I approach carbon reductions in offsets as a dynamic, two-way relationship of mutual influence and adjustment between social systems and material nature (Bäckstrand and Lövbrand 2006; Bakker and Bridge 2006; Boyd, Prudham and Schurman 2001; Castree 2003b, 2005:155, 160; FitzSimmons 1989; Goodman 2001). The material and discursive aspects of carbon commodification are interwoven (Bridge and Smith 2003), thus this analysis aims to show how dialectical socionatural relations influence offsets in the evolution of the new carbon economy more generally (Baldwin 2009; Boykoff et al 2009; Braun and Castree 1998; Bumpus and Liverman 2008; Escobar 1996; Lohmann 2006; Oels 2005; Redclift 2009). As others have shown, the significance of the biophysical world in nature-based industries has to be balanced with embracing aspects of nature’s social production (Boyd, Prudham and Schurman 2001; Castree 1995; Goodman 2001; Le Billon 2001; Prudham 2003): capital metabolises nature into exchangeable values affecting spaces, environments and social relations across place and scale (Blaikie and Brookfield 1987; Bryant and Bailey 1997; Bryant and Goodman 2004; Sneddon 2007; Swyngedouw 1999). Others have shown how the biophysical properties of the non-human world also often resist these processes of commodification (Bakker 2005); firms must adapt given the technologies available, their ability to mobilise resources and local socio-ecological relations that allow nature’s articulation within capitalist processes (Bakker 2003; Castree 2008b:145). In carbon offsets, broader regulatory systems, governing mechanisms, institutions and “tactics” are all present to manage the conflicts and contradictions in the commodification of carbon (Bakker 2009; Callon 2009; Lohmann 2009; Lovell and Liverman 2010:3; MacKenzie 2009).

I focus here on the calculability of tCO2e through an examination of the major material dimensions of offset technology deployment (Le Billon 2001), its specific local social relations, and the role of tools to govern reductions through carbon standards (Lohmann 2009; MacKenzie 2009).
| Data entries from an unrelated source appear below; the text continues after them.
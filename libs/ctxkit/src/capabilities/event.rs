//! Application events and their publication to registered listeners.

use std::any::Any;
use std::fmt;
use std::marker::PhantomData;
use std::sync::atomic::{AtomicU64, Ordering};
use std::sync::Arc;

use arc_swap::ArcSwap;
use chrono::{DateTime, Utc};

use crate::errors::ContextError;

/// An event with a typed payload, stamped at creation.
#[derive(Clone)]
pub struct ApplicationEvent {
    source: String,
    timestamp: DateTime<Utc>,
    payload_type: &'static str,
    payload: Arc<dyn Any + Send + Sync>,
}

impl fmt::Debug for ApplicationEvent {
    fn fmt(&self, f: &mut fmt::Formatter<'_>) -> fmt::Result {
        f.debug_struct("ApplicationEvent")
            .field("source", &self.source)
            .field("timestamp", &self.timestamp)
            .field("payload_type", &self.payload_type)
            .finish()
    }
}

impl ApplicationEvent {
    pub fn new<T: Send + Sync + 'static>(source: impl Into<String>, payload: T) -> Self {
        Self {
            source: source.into(),
            timestamp: Utc::now(),
            payload_type: std::any::type_name::<T>(),
            payload: Arc::new(payload),
        }
    }

    pub fn source(&self) -> &str {
        &self.source
    }

    pub fn timestamp(&self) -> DateTime<Utc> {
        self.timestamp
    }

    pub fn payload_type(&self) -> &'static str {
        self.payload_type
    }

    pub fn payload<T: 'static>(&self) -> Option<&T> {
        self.payload.downcast_ref::<T>()
    }

    pub fn is<T: 'static>(&self) -> bool {
        self.payload.is::<T>()
    }
}

/// Payload of the events a context publishes about itself.
#[derive(Debug, Clone, PartialEq, Eq)]
pub enum ContextLifecycleEvent {
    Refreshed { display_name: String },
    Closed { display_name: String },
}

pub trait EventListener: Send + Sync {
    fn on_event(&self, event: &ApplicationEvent);

    /// Listeners returning false are skipped for this event.
    fn supports(&self, _event: &ApplicationEvent) -> bool {
        true
    }
}

/// Listener invoked only for events whose payload is a `T`.
pub struct TypedListener<T, F> {
    handler: F,
    _payload: PhantomData<fn(&T)>,
}

impl<T, F> TypedListener<T, F>
where
    T: 'static,
    F: Fn(&ApplicationEvent, &T) + Send + Sync,
{
    pub fn new(handler: F) -> Self {
        Self {
            handler,
            _payload: PhantomData,
        }
    }
}

impl<T, F> EventListener for TypedListener<T, F>
where
    T: 'static,
    F: Fn(&ApplicationEvent, &T) + Send + Sync,
{
    fn on_event(&self, event: &ApplicationEvent) {
        if let Some(payload) = event.payload::<T>() {
            (self.handler)(event, payload);
        }
    }

    fn supports(&self, event: &ApplicationEvent) -> bool {
        event.is::<T>()
    }
}

#[derive(Clone, Copy, Debug, PartialEq, Eq, Hash)]
pub struct SubscriptionId(u64);

pub trait EventPublisher: Send + Sync {
    fn publish(&self, event: &ApplicationEvent) -> Result<(), ContextError>;

    fn subscribe(&self, listener: Arc<dyn EventListener>) -> Result<SubscriptionId, ContextError>;

    /// Returns false when the subscription was already gone.
    fn unsubscribe(&self, id: SubscriptionId) -> Result<bool, ContextError>;
}

type ListenerList = Vec<(SubscriptionId, Arc<dyn EventListener>)>;

/// Synchronous multicaster. Publication reads a lock-free snapshot of the
/// listener list; subscription changes swap in a new list.
pub struct SimpleEventMulticaster {
    listeners: ArcSwap<ListenerList>,
    next_id: AtomicU64,
}

impl Default for SimpleEventMulticaster {
    fn default() -> Self {
        Self::new()
    }
}

impl fmt::Debug for SimpleEventMulticaster {
    fn fmt(&self, f: &mut fmt::Formatter<'_>) -> fmt::Result {
        f.debug_struct("SimpleEventMulticaster")
            .field("listeners", &self.listeners.load().len())
            .finish()
    }
}

impl SimpleEventMulticaster {
    pub fn new() -> Self {
        Self {
            listeners: ArcSwap::from_pointee(Vec::new()),
            next_id: AtomicU64::new(1),
        }
    }

    pub fn listener_count(&self) -> usize {
        self.listeners.load().len()
    }
}

impl EventPublisher for SimpleEventMulticaster {
    fn publish(&self, event: &ApplicationEvent) -> Result<(), ContextError> {
        let snapshot = self.listeners.load();
        let mut delivered = 0usize;
        for (_, listener) in snapshot.iter() {
            if listener.supports(event) {
                listener.on_event(event);
                delivered += 1;
            }
        }
        tracing::trace!(
            payload = event.payload_type(),
            source = event.source(),
            delivered,
            "event published"
        );
        Ok(())
    }

    fn subscribe(&self, listener: Arc<dyn EventListener>) -> Result<SubscriptionId, ContextError> {
        let id = SubscriptionId(self.next_id.fetch_add(1, Ordering::Relaxed));
        self.listeners.rcu(|current| {
            let mut next = ListenerList::clone(current);
            next.push((id, listener.clone()));
            next
        });
        Ok(id)
    }

    fn unsubscribe(&self, id: SubscriptionId) -> Result<bool, ContextError> {
        let mut removed = false;
        self.listeners.rcu(|current| {
            let mut next = ListenerList::clone(current);
            let before = next.len();
            next.retain(|(sid, _)| *sid != id);
            removed = next.len() != before;
            next
        });
        Ok(removed)
    }
}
The analysis concerns the material interaction of the different technology types with local socionatural conditions and the calculation activities for offsetting that encourage the material and discursive components of the commodification of carbon. Rather than aiming for an integration of structural Marxist approaches with post-structural accounts (cf Castree 2002), I aim to provide an account of carbon offsets that finds a more epistemological middle ground that realises the importance of complementary lenses to the problem through dialectical understanding (Sneddon 2007:170). By better understanding the material dimensions of how carbon offset technologies interact with the environment and local social relations (Lovell and Liverman 2010), we are better able to understand the linkages between the political economies and evolution of the international carbon markets, and local development implications (Bumpus 2009); important critical and practical components for the emerging carbon economy (MacKenzie 2009).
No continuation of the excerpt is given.